Populist defiance of the courts spiked again during the presidency of Trump’s self-styled model, Andrew Jackson, who struggled with Marshall on many issues related to states’ rights — most notably, state resistance to the Bank of the United States and state resistance to very limited efforts to protect Native Americans. Jackson was a staunch ally of the states on both of these issues. But as Jeffey Rosen points out, both he and before him Jefferson stopped short of total defiance of their black-robed adversaries. Indeed, when push came to shove and South Carolina asserted the right to nullify federal laws, Old Hickory sided with the federal government and its courts despite his hatred of what we might today call “big government.”

The Jacksonian tradition, however, fed a persistent mistrust of unelected judges, often thought (with good reason) to represent propertied elites determined to use the judiciary to protect their economic privileges. Such mistrust led a majority of states to embrace popular election of judges for fixed terms at the state level (a habit that endures today in much of the country). While federal judges continued up to and beyond the Civil War to represent a potential if not actual threat to conservative states-rights principles connected with slavery, the left-wing populists of the late 19th century also rightly feared judges would halt enactment of their proposals to implement government protections against the power of the privileged. Left-of-center hostility to federal judges peaked during what is known as the Lochner era of Supreme Court jurisprudence, when courts routinely struck down progressive social legislation as violating the due process rights of economic aristocrats.

A real constitutional crisis ended in 1937 as FDR’s threats to “pack” the Supreme Court by expanding its membership were quietly shelved and SCOTUS stopped systematic obstruction of New Deal legislation. Thereafter “populist” anger at federal judges largely shifted to those on the right and stayed there.

The “populist” judge-bashing with which Donald Trump would be most personally familiar — not being, by general assent, much of a reader of history or of anything else — would be the long, intense assault on the federal judiciary’s promulgation and enforcement of desegregation and related rulings from the mid-1950s into the 1970s. It’s there that Trump’s lexicon of abuse for judges finds its most resonant and not-so-distant echoes.
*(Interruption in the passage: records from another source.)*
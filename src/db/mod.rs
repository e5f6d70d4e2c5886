pub mod preferences;

use crate::config::AppConfig;
use crate::error::AppError;
use sqlx::{sqlite::SqliteConnectOptions, SqlitePool};
use std::path::{Path, PathBuf};

fn resolve_db_path(config: &AppConfig) -> Result<PathBuf, AppError> {
    std::fs::create_dir_all(&config.data_dir)?;
    Ok(config.db_path())
}

pub async fn run_migrations(pool: &SqlitePool) -> Result<(), AppError> {
    sqlx::migrate!("./migrations").run(pool).await?;
    Ok(())
}

pub async fn initialize_pool_from_path(path: &Path) -> Result<SqlitePool, AppError> {
    let connect_options = SqliteConnectOptions::new()
        .filename(path)
        .create_if_missing(true)
        .foreign_keys(true);

    let pool = SqlitePool::connect_with(connect_options).await?;
    run_migrations(&pool).await?;

    Ok(pool)
}

pub async fn initialize_pool(config: &AppConfig) -> Result<SqlitePool, AppError> {
    let db_path = resolve_db_path(config)?;
    initialize_pool_from_path(&db_path).await
}

#[cfg(test)]
pub(crate) mod test_support {
    use std::path::PathBuf;
    use std::sync::atomic::{AtomicU64, Ordering};

    static NEXT_DB: AtomicU64 = AtomicU64::new(0);

    pub fn unique_db_path() -> PathBuf {
        let timestamp = std::time::SystemTime::now()
            .duration_since(std::time::UNIX_EPOCH)
            .expect("system clock should be after unix epoch")
            .as_nanos();
        let sequence = NEXT_DB.fetch_add(1, Ordering::Relaxed);

        std::env::temp_dir().join(format!("site-dashboard-{timestamp}-{sequence}.db"))
    }
}

#[cfg(test)]
mod tests {
    use super::test_support::unique_db_path;
    use super::*;

    #[tokio::test]
    async fn migrations_are_idempotent() {
        let db_path = unique_db_path();

        let pool = initialize_pool_from_path(&db_path)
            .await
            .expect("pool initialization should succeed");

        run_migrations(&pool)
            .await
            .expect("running migrations multiple times should succeed");

        let metadata_rows = sqlx::query_scalar::<_, i64>("SELECT COUNT(*) FROM app_metadata")
            .fetch_one(&pool)
            .await
            .expect("app_metadata table must exist and be queryable");
        assert_eq!(metadata_rows, 1);

        let preference_rows =
            sqlx::query_scalar::<_, i64>("SELECT COUNT(*) FROM user_preferences")
                .fetch_one(&pool)
                .await
                .expect("user_preferences table must exist and be queryable");
        assert_eq!(preference_rows, 0);

        drop(pool);
        let _ = std::fs::remove_file(db_path);
    }

    #[tokio::test]
    async fn initialize_pool_creates_data_dir() {
        let data_dir = unique_db_path().with_extension("d");
        let config = AppConfig {
            data_dir: data_dir.clone(),
            ..AppConfig::from_lookup(|_| None)
        };

        let pool = initialize_pool(&config)
            .await
            .expect("pool initialization should succeed");
        assert!(config.db_path().exists());

        drop(pool);
        let _ = std::fs::remove_dir_all(data_dir);
    }
}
Throughout the civil-rights era, virtually no white southern political speech was complete without an assault on the “Earl Warren Court” and its effort to decimate the states’ rights doctrines so intimately associated with Jim Crow. (Indeed, a direct link between that era and ours is the right-wing John Birch Society, enthusiastic Trump supporters who in the 1950s launched and continued an “Impeach Earl Warren” campaign.) The idea that courts had the power to insist on desegregation was inseparable from the right-wing southern “populism” of the era. Historian Mark Grimsley writes:

In 1956 Virginia senator Harry Byrd and Georgia senator Richard Russell issued a “Declaration of Constitutional Principles” condemning the “unwarranted” Brown decision and asserting that it climaxed “a trend in the federal Judiciary undertaking to legislate, in derogation of the authority of Congress, and to encroach upon the reserved rights of the States and the people.” With just three exceptions, every senator and representative from the former Confederate states signed the declaration, commonly called the “Southern Manifesto.”

Exotic constitutional theories like “interposition” (the alleged power of the states to exercise their sovereignty to dispute federal judicial rulings) and the old South Carolina standby of “nullification” (too much, obviously, even for Andrew Jackson) were very much in the air in southern political circles. And in a perverse sort of interdependence, southern states often ceded control over whole areas of government — especially prisons and hospitals — to federal judges so that they could be blamed for controversial and expensive policies treating African-Americans as human beings.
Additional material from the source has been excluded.